* **Work item**
The entries below hold a line with "scoped future ends." and a line with "logging aspects report.". Return those lines and all that lie between them, exactly and only.

[Saved data entries]

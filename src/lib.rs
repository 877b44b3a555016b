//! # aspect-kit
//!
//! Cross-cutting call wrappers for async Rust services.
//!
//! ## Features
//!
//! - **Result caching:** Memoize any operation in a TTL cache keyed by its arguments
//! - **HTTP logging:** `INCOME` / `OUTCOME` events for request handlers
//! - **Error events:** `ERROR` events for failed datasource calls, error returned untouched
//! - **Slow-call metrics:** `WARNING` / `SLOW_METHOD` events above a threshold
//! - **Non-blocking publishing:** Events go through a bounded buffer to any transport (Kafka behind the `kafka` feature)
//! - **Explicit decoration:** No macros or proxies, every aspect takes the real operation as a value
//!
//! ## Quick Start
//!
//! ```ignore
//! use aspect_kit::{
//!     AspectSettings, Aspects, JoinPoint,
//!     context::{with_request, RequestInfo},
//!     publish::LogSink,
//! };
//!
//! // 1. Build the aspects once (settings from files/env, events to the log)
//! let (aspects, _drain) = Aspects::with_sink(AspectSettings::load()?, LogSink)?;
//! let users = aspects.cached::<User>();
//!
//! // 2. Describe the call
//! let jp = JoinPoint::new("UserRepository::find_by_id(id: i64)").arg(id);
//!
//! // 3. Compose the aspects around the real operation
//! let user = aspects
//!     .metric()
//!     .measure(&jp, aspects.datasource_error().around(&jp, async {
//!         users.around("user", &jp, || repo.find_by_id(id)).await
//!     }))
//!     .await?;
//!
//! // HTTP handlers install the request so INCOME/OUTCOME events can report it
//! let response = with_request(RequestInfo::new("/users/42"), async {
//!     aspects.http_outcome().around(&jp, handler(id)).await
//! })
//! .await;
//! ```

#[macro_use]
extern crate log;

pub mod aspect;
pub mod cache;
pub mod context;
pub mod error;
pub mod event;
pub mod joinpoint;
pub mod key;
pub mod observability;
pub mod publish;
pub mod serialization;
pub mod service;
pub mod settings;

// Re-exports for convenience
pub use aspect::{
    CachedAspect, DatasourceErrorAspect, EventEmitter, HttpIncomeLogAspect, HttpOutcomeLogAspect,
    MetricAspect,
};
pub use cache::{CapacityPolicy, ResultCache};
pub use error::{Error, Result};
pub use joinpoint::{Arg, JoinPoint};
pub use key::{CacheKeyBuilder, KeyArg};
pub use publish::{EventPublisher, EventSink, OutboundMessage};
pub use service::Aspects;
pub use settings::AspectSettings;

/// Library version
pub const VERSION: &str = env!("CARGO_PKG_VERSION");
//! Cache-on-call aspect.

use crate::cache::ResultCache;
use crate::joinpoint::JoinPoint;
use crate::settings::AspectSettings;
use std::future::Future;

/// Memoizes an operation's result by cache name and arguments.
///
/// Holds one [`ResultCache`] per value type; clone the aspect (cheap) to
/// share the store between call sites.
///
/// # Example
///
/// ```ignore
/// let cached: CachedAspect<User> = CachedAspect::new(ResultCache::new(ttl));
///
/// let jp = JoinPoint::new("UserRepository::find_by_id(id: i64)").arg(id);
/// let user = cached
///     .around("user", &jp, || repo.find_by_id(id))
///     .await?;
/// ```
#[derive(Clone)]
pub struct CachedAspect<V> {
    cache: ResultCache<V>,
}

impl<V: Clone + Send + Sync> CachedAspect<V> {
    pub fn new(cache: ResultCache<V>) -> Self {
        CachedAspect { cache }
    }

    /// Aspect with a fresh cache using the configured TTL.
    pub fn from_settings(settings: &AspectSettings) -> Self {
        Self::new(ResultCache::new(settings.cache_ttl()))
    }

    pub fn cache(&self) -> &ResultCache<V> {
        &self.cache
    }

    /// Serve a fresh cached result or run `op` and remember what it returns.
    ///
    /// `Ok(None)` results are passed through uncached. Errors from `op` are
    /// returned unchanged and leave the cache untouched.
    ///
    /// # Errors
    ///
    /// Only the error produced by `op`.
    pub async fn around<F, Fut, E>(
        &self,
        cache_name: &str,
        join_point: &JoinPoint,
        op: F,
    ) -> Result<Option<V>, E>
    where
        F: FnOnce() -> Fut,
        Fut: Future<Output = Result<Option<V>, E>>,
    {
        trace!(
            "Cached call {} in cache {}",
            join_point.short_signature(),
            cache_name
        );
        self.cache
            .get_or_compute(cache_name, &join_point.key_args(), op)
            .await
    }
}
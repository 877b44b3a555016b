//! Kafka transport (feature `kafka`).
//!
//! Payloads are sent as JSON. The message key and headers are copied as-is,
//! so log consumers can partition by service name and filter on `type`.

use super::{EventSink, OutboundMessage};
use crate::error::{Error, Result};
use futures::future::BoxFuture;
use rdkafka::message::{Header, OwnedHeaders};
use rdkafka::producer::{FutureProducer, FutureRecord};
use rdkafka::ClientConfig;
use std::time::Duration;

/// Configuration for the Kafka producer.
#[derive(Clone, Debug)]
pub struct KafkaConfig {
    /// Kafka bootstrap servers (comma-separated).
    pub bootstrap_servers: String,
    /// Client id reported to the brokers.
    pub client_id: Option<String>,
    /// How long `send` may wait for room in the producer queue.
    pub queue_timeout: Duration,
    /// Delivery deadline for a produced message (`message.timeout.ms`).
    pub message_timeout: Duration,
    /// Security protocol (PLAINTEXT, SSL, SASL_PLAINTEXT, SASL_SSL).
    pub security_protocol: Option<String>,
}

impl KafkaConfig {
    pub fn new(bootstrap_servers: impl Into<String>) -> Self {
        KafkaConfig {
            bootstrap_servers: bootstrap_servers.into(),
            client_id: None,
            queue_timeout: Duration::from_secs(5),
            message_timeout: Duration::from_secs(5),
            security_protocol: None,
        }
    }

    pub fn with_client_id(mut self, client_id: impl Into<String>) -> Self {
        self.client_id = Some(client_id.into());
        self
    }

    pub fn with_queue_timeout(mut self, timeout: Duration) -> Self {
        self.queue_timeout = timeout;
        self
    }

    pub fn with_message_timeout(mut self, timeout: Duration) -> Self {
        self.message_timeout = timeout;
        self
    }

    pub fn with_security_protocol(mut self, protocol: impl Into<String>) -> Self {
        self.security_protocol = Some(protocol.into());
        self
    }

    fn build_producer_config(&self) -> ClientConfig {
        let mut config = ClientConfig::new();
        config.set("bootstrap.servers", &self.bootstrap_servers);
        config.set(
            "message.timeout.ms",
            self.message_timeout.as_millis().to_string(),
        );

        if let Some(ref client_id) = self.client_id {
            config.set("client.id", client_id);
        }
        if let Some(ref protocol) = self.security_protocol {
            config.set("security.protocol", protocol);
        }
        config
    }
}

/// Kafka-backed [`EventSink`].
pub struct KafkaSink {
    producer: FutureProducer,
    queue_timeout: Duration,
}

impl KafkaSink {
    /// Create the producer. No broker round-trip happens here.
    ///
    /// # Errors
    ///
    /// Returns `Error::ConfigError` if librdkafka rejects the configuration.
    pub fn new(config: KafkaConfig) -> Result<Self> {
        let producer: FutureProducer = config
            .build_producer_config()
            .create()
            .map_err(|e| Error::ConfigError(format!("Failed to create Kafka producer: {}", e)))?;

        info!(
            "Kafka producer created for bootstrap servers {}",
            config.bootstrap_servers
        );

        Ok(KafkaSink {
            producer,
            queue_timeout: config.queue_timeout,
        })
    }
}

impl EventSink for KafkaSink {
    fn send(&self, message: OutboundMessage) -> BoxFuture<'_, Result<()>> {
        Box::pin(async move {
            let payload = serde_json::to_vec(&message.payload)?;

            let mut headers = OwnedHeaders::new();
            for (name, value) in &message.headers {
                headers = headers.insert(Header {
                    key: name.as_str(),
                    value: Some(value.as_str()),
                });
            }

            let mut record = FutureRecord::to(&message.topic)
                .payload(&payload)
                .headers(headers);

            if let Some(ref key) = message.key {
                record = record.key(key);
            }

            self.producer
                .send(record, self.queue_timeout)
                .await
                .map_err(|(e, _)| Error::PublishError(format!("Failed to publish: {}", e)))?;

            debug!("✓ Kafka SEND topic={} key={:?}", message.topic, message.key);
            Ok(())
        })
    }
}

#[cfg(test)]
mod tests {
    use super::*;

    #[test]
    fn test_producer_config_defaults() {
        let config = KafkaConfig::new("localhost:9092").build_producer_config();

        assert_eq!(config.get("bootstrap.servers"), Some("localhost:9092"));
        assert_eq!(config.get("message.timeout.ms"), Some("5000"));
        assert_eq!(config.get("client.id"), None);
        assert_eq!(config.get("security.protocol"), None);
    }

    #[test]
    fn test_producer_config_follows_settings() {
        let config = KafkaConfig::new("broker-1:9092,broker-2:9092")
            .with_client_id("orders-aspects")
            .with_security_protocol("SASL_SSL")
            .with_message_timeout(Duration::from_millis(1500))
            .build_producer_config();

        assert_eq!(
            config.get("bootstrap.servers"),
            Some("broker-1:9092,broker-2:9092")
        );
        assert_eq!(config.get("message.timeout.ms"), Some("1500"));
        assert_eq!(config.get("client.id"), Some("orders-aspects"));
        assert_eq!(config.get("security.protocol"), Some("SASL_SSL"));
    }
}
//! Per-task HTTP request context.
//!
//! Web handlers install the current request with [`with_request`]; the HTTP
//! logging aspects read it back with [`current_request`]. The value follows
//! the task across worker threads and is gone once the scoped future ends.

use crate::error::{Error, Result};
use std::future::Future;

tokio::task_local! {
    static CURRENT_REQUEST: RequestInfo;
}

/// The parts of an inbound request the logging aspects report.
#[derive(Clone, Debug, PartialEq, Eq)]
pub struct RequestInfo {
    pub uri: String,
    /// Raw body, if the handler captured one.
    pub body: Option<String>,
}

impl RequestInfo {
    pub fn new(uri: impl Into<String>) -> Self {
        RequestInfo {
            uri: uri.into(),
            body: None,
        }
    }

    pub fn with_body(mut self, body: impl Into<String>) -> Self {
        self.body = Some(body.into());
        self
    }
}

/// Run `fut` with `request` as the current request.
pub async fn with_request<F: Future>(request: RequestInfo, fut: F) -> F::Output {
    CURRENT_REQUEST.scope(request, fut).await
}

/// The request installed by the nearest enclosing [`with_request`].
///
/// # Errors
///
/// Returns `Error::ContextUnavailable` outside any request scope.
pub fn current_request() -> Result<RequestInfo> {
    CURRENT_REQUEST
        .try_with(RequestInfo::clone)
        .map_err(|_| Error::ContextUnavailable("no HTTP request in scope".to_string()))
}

* **Exercise answer**
//! the task across worker threads and is gone once the scoped future ends.

use crate::error::{Error, Result};
use std::future::Future;

tokio::task_local! {
    static CURRENT_REQUEST: RequestInfo;
}

/// The parts of an inbound request the logging aspects report.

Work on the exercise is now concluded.